→ YOUR GOAL:
Output the entries verbatim, including every line.

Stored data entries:
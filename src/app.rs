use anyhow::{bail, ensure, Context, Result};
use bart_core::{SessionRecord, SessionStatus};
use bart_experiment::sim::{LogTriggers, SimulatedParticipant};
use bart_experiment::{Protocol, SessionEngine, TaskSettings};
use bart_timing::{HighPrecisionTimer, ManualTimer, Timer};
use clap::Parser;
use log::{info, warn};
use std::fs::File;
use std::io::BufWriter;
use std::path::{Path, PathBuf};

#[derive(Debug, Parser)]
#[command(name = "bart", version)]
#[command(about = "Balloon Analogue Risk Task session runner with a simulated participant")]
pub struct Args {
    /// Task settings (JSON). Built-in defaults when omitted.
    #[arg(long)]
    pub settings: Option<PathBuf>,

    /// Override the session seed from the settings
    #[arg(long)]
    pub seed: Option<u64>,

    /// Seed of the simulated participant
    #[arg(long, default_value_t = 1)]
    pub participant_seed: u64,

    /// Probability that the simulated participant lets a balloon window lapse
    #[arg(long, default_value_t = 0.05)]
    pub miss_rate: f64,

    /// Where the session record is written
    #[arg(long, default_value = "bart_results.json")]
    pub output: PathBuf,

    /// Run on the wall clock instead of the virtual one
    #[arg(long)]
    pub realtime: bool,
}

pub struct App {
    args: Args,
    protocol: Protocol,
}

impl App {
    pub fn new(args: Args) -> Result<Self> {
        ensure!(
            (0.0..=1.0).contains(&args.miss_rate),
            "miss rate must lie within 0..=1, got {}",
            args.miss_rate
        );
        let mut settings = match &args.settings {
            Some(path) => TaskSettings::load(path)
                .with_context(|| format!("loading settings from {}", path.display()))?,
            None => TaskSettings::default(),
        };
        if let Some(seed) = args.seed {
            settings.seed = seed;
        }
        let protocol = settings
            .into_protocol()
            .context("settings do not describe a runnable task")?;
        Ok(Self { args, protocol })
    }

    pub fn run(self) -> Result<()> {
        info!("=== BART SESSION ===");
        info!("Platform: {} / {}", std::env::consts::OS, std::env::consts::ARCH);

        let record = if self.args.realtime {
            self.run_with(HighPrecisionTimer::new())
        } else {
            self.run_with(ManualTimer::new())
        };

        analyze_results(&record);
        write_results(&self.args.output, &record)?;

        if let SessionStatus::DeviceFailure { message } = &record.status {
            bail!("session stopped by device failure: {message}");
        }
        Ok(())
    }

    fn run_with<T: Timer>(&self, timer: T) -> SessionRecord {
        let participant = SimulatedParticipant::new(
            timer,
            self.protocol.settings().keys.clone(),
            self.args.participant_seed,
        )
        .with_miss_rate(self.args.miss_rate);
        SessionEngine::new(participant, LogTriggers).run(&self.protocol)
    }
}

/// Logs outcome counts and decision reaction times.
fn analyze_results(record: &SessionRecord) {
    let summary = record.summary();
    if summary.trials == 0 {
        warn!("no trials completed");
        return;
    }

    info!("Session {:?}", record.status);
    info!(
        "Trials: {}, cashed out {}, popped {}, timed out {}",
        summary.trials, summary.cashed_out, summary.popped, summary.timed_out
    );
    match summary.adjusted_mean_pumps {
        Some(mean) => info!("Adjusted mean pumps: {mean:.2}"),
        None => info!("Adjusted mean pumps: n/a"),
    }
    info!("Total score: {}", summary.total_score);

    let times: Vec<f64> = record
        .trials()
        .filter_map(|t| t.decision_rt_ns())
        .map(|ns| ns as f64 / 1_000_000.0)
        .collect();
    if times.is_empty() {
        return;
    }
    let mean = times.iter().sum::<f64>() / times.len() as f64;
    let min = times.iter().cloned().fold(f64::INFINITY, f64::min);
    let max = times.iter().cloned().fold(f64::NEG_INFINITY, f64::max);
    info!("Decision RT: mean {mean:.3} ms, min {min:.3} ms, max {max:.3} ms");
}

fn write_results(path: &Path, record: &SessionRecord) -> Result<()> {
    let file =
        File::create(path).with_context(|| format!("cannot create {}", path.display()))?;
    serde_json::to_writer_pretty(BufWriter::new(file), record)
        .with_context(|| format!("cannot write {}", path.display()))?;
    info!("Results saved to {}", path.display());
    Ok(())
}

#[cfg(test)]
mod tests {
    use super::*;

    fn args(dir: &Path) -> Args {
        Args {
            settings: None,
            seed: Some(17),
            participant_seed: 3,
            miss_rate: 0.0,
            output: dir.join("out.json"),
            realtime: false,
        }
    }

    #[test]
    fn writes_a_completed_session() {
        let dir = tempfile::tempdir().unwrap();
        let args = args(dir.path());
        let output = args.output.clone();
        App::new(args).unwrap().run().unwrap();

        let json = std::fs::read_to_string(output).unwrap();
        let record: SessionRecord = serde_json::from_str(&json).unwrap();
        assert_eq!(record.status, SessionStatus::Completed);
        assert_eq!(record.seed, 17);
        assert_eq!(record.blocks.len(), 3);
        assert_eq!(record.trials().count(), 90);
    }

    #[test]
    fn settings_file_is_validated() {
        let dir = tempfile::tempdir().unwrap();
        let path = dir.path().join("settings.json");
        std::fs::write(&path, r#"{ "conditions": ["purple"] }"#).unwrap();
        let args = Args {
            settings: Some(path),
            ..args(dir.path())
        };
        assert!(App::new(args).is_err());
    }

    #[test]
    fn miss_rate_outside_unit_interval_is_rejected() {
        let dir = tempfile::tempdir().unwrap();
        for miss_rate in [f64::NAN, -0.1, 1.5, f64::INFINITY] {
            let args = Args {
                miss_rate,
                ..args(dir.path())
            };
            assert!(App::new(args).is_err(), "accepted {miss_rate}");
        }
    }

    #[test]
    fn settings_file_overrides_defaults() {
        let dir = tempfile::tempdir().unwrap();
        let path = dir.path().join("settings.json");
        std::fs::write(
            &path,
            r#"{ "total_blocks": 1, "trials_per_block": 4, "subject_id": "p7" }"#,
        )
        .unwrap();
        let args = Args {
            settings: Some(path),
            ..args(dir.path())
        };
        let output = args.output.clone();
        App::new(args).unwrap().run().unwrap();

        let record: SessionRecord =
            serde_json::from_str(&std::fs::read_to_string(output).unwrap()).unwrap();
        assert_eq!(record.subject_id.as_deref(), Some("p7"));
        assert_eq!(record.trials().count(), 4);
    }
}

→ RESULT OF THIS EXERCISE:
filename src/app.rs
use anyhow::{bail, ensure, Context, Result};
use bart_core::{SessionRecord, SessionStatus};
use bart_experiment::sim::{LogTriggers, SimulatedParticipant};
use bart_experiment::{Protocol, SessionEngine, TaskSettings};
use bart_timing::{HighPrecisionTimer, ManualTimer, Timer};
use clap::Parser;
use log::{info, warn};
use std::fs::File;
use std::io::BufWriter;
use std::path::{Path, PathBuf};

#[derive(Debug, Parser)]
#[command(name = "bart", version)]
#[command(about = "Balloon Analogue Risk Task session runner with a simulated participant")]
pub struct Args {
    /// Task settings (JSON). Built-in defaults when omitted.
    #[arg(long)]
    pub settings: Option<PathBuf>,

    /// Override the session seed from the settings
    #[arg(long)]
    pub seed: Option<u64>,

    /// Seed of the simulated participant
    #[arg(long, default_value_t = 1)]
    pub participant_seed: u64,

    /// Probability that the simulated participant lets a balloon window lapse
    #[arg(long, default_value_t = 0.05)]
    pub miss_rate: f64,

    /// Where the session record is written
    #[arg(long, default_value = "bart_results.json")]
    pub output: PathBuf,

    /// Run on the wall clock instead of the virtual one
    #[arg(long)]
    pub realtime: bool,
}

pub struct App {
    args: Args,
    protocol: Protocol,
}

impl App {
    pub fn new(args: Args) -> Result<Self> {
        ensure!(
            (0.0..=1.0).contains(&args.miss_rate),
            "miss rate must lie within 0..=1, got {}",
            args.miss_rate
        );
        let mut settings = match &args.settings {
            Some(path) => TaskSettings::load(path)
                .with_context(|| format!("loading settings from {}", path.display()))?,
            None => TaskSettings::default(),
        };
        if let Some(seed) = args.seed {
            settings.seed = seed;
        }
        let protocol = settings
            .into_protocol()
            .context("settings do not describe a runnable task")?;
        Ok(Self { args, protocol })
    }

    pub fn run(self) -> Result<()> {
        info!("=== BART SESSION ===");
        info!("Platform: {} / {}", std::env::consts::OS, std::env::consts::ARCH);

        let record = if self.args.realtime {
            self.run_with(HighPrecisionTimer::new())
        } else {
            self.run_with(ManualTimer::new())
        };

        analyze_results(&record);
        write_results(&self.args.output, &record)?;

        if let SessionStatus::DeviceFailure { message } = &record.status {
            bail!("session stopped by device failure: {message}");
        }
        Ok(())
    }

    fn run_with<T: Timer>(&self, timer: T) -> SessionRecord {
        let participant = SimulatedParticipant::new(
            timer,
            self.protocol.settings().keys.clone(),
            self.args.participant_seed,
        )
        .with_miss_rate(self.args.miss_rate);
        SessionEngine::new(participant, LogTriggers).run(&self.protocol)
    }
}

/// Logs outcome counts and decision reaction times.
fn analyze_results(record: &SessionRecord) {
    let summary = record.summary();
    if summary.trials == 0 {
        warn!("no trials completed");
        return;
    }

    info!("Session {:?}", record.status);
    info!(
        "Trials: {}, cashed out {}, popped {}, timed out {}",
        summary.trials, summary.cashed_out, summary.popped, summary.timed_out
    );
    match summary.adjusted_mean_pumps {
        Some(mean) => info!("Adjusted mean pumps: {mean:.2}"),
        None => info!("Adjusted mean pumps: n/a"),
    }
    info!("Total score: {}", summary.total_score);

    let times: Vec<f64> = record
        .trials()
        .filter_map(|t| t.decision_rt_ns())
        .map(|ns| ns as f64 / 1_000_000.0)
        .collect();
    if times.is_empty() {
        return;
    }
    let mean = times.iter().sum::<f64>() / times.len() as f64;
    let min = times.iter().cloned().fold(f64::INFINITY, f64::min);
    let max = times.iter().cloned().fold(f64::NEG_INFINITY, f64::max);
    info!("Decision RT: mean {mean:.3} ms, min {min:.3} ms, max {max:.3} ms");
}

fn write_results(path: &Path, record: &SessionRecord) -> Result<()> {
    let file =
        File::create(path).with_context(|| format!("cannot create {}", path.display()))?;
    serde_json::to_writer_pretty(BufWriter::new(file), record)
        .with_context(|| format!("cannot write {}", path.display()))?;
    info!("Results saved to {}", path.display());
    Ok(())
}

#[cfg(test)]
mod tests {
    use super::*;

    fn args(dir: &Path) -> Args {
        Args {
            settings: None,
            seed: Some(17),
            participant_seed: 3,
            miss_rate: 0.0,
            output: dir.join("out.json"),
            realtime: false,
        }
    }

    #[test]
    fn writes_a_completed_session() {
        let dir = tempfile::tempdir().unwrap();
        let args = args(dir.path());
        let output = args.output.clone();
        App::new(args).unwrap().run().unwrap();

        let json = std::fs::read_to_string(output).unwrap();
        let record: SessionRecord = serde_json::from_str(&json).unwrap();
        assert_eq!(record.status, SessionStatus::Completed);
        assert_eq!(record.seed, 17);
        assert_eq!(record.blocks.len(), 3);
        assert_eq!(record.trials().count(), 90);
    }

    #[test]
    fn settings_file_is_validated() {
        let dir = tempfile::tempdir().unwrap();
        let path = dir.path().join("settings.json");
        std::fs::write(&path, r#"{ "conditions": ["purple"] }"#).unwrap();
        let args = Args {
            settings: Some(path),
            ..args(dir.path())
        };
        assert!(App::new(args).is_err());
    }

    #[test]
    fn miss_rate_outside_unit_interval_is_rejected() {
        let dir = tempfile::tempdir().unwrap();
        for miss_rate in [f64::NAN, -0.1, 1.5, f64::INFINITY] {
            let args = Args {
                miss_rate,
                ..args(dir.path())
            };
            assert!(App::new(args).is_err(), "accepted {miss_rate}");
        }
    }

    #[test]
    fn settings_file_overrides_defaults() {
        let dir = tempfile::tempdir().unwrap();
        let path = dir.path().join("settings.json");
        std::fs::write(
            &path,
            r#"{ "total_blocks": 1, "trials_per_block": 4, "subject_id": "p7" }"#,
        )
        .unwrap();
        let args = Args {
            settings: Some(path),
            ..args(dir.path())
        };
        let output = args.output.clone();
        App::new(args).unwrap().run().unwrap();

        let record: SessionRecord =
            serde_json::from_str(&std::fs::read_to_string(output).unwrap()).unwrap();
        assert_eq!(record.subject_id.as_deref(), Some("p7"));
        assert_eq!(record.trials().count(), 4);
    }
}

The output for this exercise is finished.